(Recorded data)
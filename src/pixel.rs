use crate::colors::{hsl_to_rgb, rgb_to_hsl};

/// Represents any type of pixel that can be stored in an image.
pub trait Pixel: Copy + Clone + Default + PartialEq + Eq {
    /// The amount of bytes, or channels, this pixel occupies in a raw buffer.
    const CHANNELS: usize;

    /// Returns the alpha, or opacity level of the pixel.
    ///
    /// This is a value between 0 and 255.
    /// 0 is completely transparent, and 255 is completely opaque.
    fn alpha(&self) -> u8;

    /// Writes the channels of this pixel into the start of the given slice.
    ///
    /// # Panics
    /// * If `out` is shorter than [`Self::CHANNELS`].
    fn write_to(&self, out: &mut [u8]);
}

/// Represents an RGB pixel.
#[derive(Copy, Clone, Debug, Default, PartialEq, Eq, Hash)]
pub struct Rgb {
    /// The red component of the pixel.
    pub r: u8,
    /// The green component of the pixel.
    pub g: u8,
    /// The blue component of the pixel.
    pub b: u8,
}

impl Pixel for Rgb {
    const CHANNELS: usize = 3;

    fn alpha(&self) -> u8 {
        255
    }

    fn write_to(&self, out: &mut [u8]) {
        out[..3].copy_from_slice(&[self.r, self.g, self.b]);
    }
}

impl Rgb {
    /// Creates a new RGB pixel.
    #[must_use]
    pub const fn new(r: u8, g: u8, b: u8) -> Self {
        Self { r, g, b }
    }

    /// Creates a completely black pixel.
    #[must_use]
    pub const fn black() -> Self {
        Self::new(0, 0, 0)
    }

    /// Creates a completely white pixel.
    #[must_use]
    pub const fn white() -> Self {
        Self::new(255, 255, 255)
    }

    /// Attaches the given opacity to this color.
    #[must_use]
    pub const fn with_alpha(self, a: u8) -> Rgba {
        Rgba::new(self.r, self.g, self.b, a)
    }
}

/// Represents an RGBA pixel.
#[derive(Copy, Clone, Debug, Default, PartialEq, Eq, Hash)]
pub struct Rgba {
    /// The red component of the pixel.
    pub r: u8,
    /// The green component of the pixel.
    pub g: u8,
    /// The blue component of the pixel.
    pub b: u8,
    /// The alpha component of the pixel.
    pub a: u8,
}

impl Pixel for Rgba {
    const CHANNELS: usize = 4;

    fn alpha(&self) -> u8 {
        self.a
    }

    fn write_to(&self, out: &mut [u8]) {
        out[..4].copy_from_slice(&[self.r, self.g, self.b, self.a]);
    }
}

impl Rgba {
    /// Creates a new RGBA pixel.
    #[must_use]
    pub const fn new(r: u8, g: u8, b: u8, a: u8) -> Self {
        Self { r, g, b, a }
    }

    /// Creates an opaque pixel from an RGB pixel.
    #[must_use]
    pub const fn from_rgb(Rgb { r, g, b }: Rgb) -> Self {
        Self::new(r, g, b, 255)
    }

    /// Creates a completely transparent pixel.
    #[must_use]
    pub const fn transparent() -> Self {
        Self::new(0, 0, 0, 0)
    }

    /// Reads a pixel from the first four bytes of the given slice.
    #[must_use]
    pub fn from_bytes(bytes: &[u8]) -> Self {
        Self::new(bytes[0], bytes[1], bytes[2], bytes[3])
    }
}

/// A color in the HSL (hue, saturation, lightness) model.
///
/// This is a transient value used for conversions, not a pixel that can be stored in an image.
#[derive(Copy, Clone, Debug, Default, PartialEq)]
pub struct Hsl {
    /// The hue in degrees, usually in the range `[0, 360)`.
    pub hue: f64,
    /// The saturation, between 0.0 and 1.0.
    pub saturation: f64,
    /// The lightness, between 0.0 and 1.0.
    pub lightness: f64,
}

impl Hsl {
    /// Creates a new HSL color.
    #[must_use]
    pub const fn new(hue: f64, saturation: f64, lightness: f64) -> Self {
        Self {
            hue,
            saturation,
            lightness,
        }
    }
}

impl From<Hsl> for Rgb {
    fn from(Hsl { hue, saturation, lightness }: Hsl) -> Self {
        hsl_to_rgb(hue, saturation, lightness)
    }
}

impl From<Rgb> for Hsl {
    fn from(Rgb { r, g, b }: Rgb) -> Self {
        rgb_to_hsl(r, g, b)
    }
}

impl From<Rgb> for Rgba {
    fn from(rgb: Rgb) -> Self {
        Self::from_rgb(rgb)
    }
}
use crate::{Error, Image, Result, Rgba};

use std::io::Write;

/// A PNG encoder interface around [`png::Encoder`].
///
/// Images are always written as 8-bit RGBA, so transparency outside of a rendered ring is kept.
pub struct PngEncoder;

impl PngEncoder {
    /// Encodes the given image as a PNG into the given writer.
    ///
    /// # Errors
    /// * [`Error::EmptyImageError`] if the image has no pixels.
    /// * Any error raised by the underlying encoder or writer.
    pub fn encode<W: Write>(image: &Image<Rgba>, dest: W) -> Result<()> {
        if image.is_empty() {
            return Err(Error::EmptyImageError);
        }

        let mut encoder = png::Encoder::new(dest, image.width(), image.height());
        encoder.set_color(png::ColorType::Rgba);
        encoder.set_depth(png::BitDepth::Eight);

        let mut writer = encoder.write_header()?;
        writer.write_image_data(&image.to_bytes())?;
        writer.finish()?;

        Ok(())
    }
}
//! Organism resolution shared by protein writes and the bulk loader

pub mod get_or_create;

pub use get_or_create::{get_or_create_organism, prune_duplicate_organisms};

**EXERCISE INSTRUCTIONS:** Please write the data above out again, exactly the same.

**ANSWER SPACE:**
filename src/pixel.rs
use crate::colors::{hsl_to_rgb, rgb_to_hsl};

/// Represents any type of pixel that can be stored in an image.
pub trait Pixel: Copy + Clone + Default + PartialEq + Eq {
    /// The amount of bytes, or channels, this pixel occupies in a raw buffer.
    const CHANNELS: usize;

    /// Returns the alpha, or opacity level of the pixel.
    ///
    /// This is a value between 0 and 255.
    /// 0 is completely transparent, and 255 is completely opaque.
    fn alpha(&self) -> u8;

    /// Writes the channels of this pixel into the start of the given slice.
    ///
    /// # Panics
    /// * If `out` is shorter than [`Self::CHANNELS`].
    fn write_to(&self, out: &mut [u8]);
}

/// Represents an RGB pixel.
#[derive(Copy, Clone, Debug, Default, PartialEq, Eq, Hash)]
pub struct Rgb {
    /// The red component of the pixel.
    pub r: u8,
    /// The green component of the pixel.
    pub g: u8,
    /// The blue component of the pixel.
    pub b: u8,
}

impl Pixel for Rgb {
    const CHANNELS: usize = 3;

    fn alpha(&self) -> u8 {
        255
    }

    fn write_to(&self, out: &mut [u8]) {
        out[..3].copy_from_slice(&[self.r, self.g, self.b]);
    }
}

impl Rgb {
    /// Creates a new RGB pixel.
    #[must_use]
    pub const fn new(r: u8, g: u8, b: u8) -> Self {
        Self { r, g, b }
    }

    /// Creates a completely black pixel.
    #[must_use]
    pub const fn black() -> Self {
        Self::new(0, 0, 0)
    }

    /// Creates a completely white pixel.
    #[must_use]
    pub const fn white() -> Self {
        Self::new(255, 255, 255)
    }

    /// Attaches the given opacity to this color.
    #[must_use]
    pub const fn with_alpha(self, a: u8) -> Rgba {
        Rgba::new(self.r, self.g, self.b, a)
    }
}

/// Represents an RGBA pixel.
#[derive(Copy, Clone, Debug, Default, PartialEq, Eq, Hash)]
pub struct Rgba {
    /// The red component of the pixel.
    pub r: u8,
    /// The green component of the pixel.
    pub g: u8,
    /// The blue component of the pixel.
    pub b: u8,
    /// The alpha component of the pixel.
    pub a: u8,
}

impl Pixel for Rgba {
    const CHANNELS: usize = 4;

    fn alpha(&self) -> u8 {
        self.a
    }

    fn write_to(&self, out: &mut [u8]) {
        out[..4].copy_from_slice(&[self.r, self.g, self.b, self.a]);
    }
}

impl Rgba {
    /// Creates a new RGBA pixel.
    #[must_use]
    pub const fn new(r: u8, g: u8, b: u8, a: u8) -> Self {
        Self { r, g, b, a }
    }

    /// Creates an opaque pixel from an RGB pixel.
    #[must_use]
    pub const fn from_rgb(Rgb { r, g, b }: Rgb) -> Self {
        Self::new(r, g, b, 255)
    }

    /// Creates a completely transparent pixel.
    #[must_use]
    pub const fn transparent() -> Self {
        Self::new(0, 0, 0, 0)
    }

    /// Reads a pixel from the first four bytes of the given slice.
    #[must_use]
    pub fn from_bytes(bytes: &[u8]) -> Self {
        Self::new(bytes[0], bytes[1], bytes[2], bytes[3])
    }
}

/// A color in the HSL (hue, saturation, lightness) model.
///
/// This is a transient value used for conversions, not a pixel that can be stored in an image.
#[derive(Copy, Clone, Debug, Default, PartialEq)]
pub struct Hsl {
    /// The hue in degrees, usually in the range `[0, 360)`.
    pub hue: f64,
    /// The saturation, between 0.0 and 1.0.
    pub saturation: f64,
    /// The lightness, between 0.0 and 1.0.
    pub lightness: f64,
}

impl Hsl {
    /// Creates a new HSL color.
    #[must_use]
    pub const fn new(hue: f64, saturation: f64, lightness: f64) -> Self {
        Self {
            hue,
            saturation,
            lightness,
        }
    }
}

impl From<Hsl> for Rgb {
    fn from(Hsl { hue, saturation, lightness }: Hsl) -> Self {
        hsl_to_rgb(hue, saturation, lightness)
    }
}

impl From<Rgb> for Hsl {
    fn from(Rgb { r, g, b }: Rgb) -> Self {
        rgb_to_hsl(r, g, b)
    }
}

impl From<Rgb> for Rgba {
    fn from(rgb: Rgb) -> Self {
        Self::from_rgb(rgb)
    }
}
use crate::{Error, Image, Result, Rgba};

use std::io::Write;

/// A PNG encoder interface around [`png::Encoder`].
///
/// Images are always written as 8-bit RGBA, so transparency outside of a rendered ring is kept.
pub struct PngEncoder;

impl PngEncoder {
    /// Encodes the given image as a PNG into the given writer.
    ///
    /// # Errors
    /// * [`Error::EmptyImageError`] if the image has no pixels.
    /// * Any error raised by the underlying encoder or writer.
    pub fn encode<W: Write>(image: &Image<Rgba>, dest: W) -> Result<()> {
        if image.is_empty() {
            return Err(Error::EmptyImageError);
        }

        let mut encoder = png::Encoder::new(dest, image.width(), image.height());
        encoder.set_color(png::ColorType::Rgba);
        encoder.set_depth(png::BitDepth::Eight);

        let mut writer = encoder.write_header()?;
        writer.write_image_data(&image.to_bytes())?;
        writer.finish()?;

        Ok(())
    }
}
//! Organism resolution shared by protein writes and the bulk loader

pub mod get_or_create;

pub use get_or_create::{get_or_create_organism, prune_duplicate_organisms};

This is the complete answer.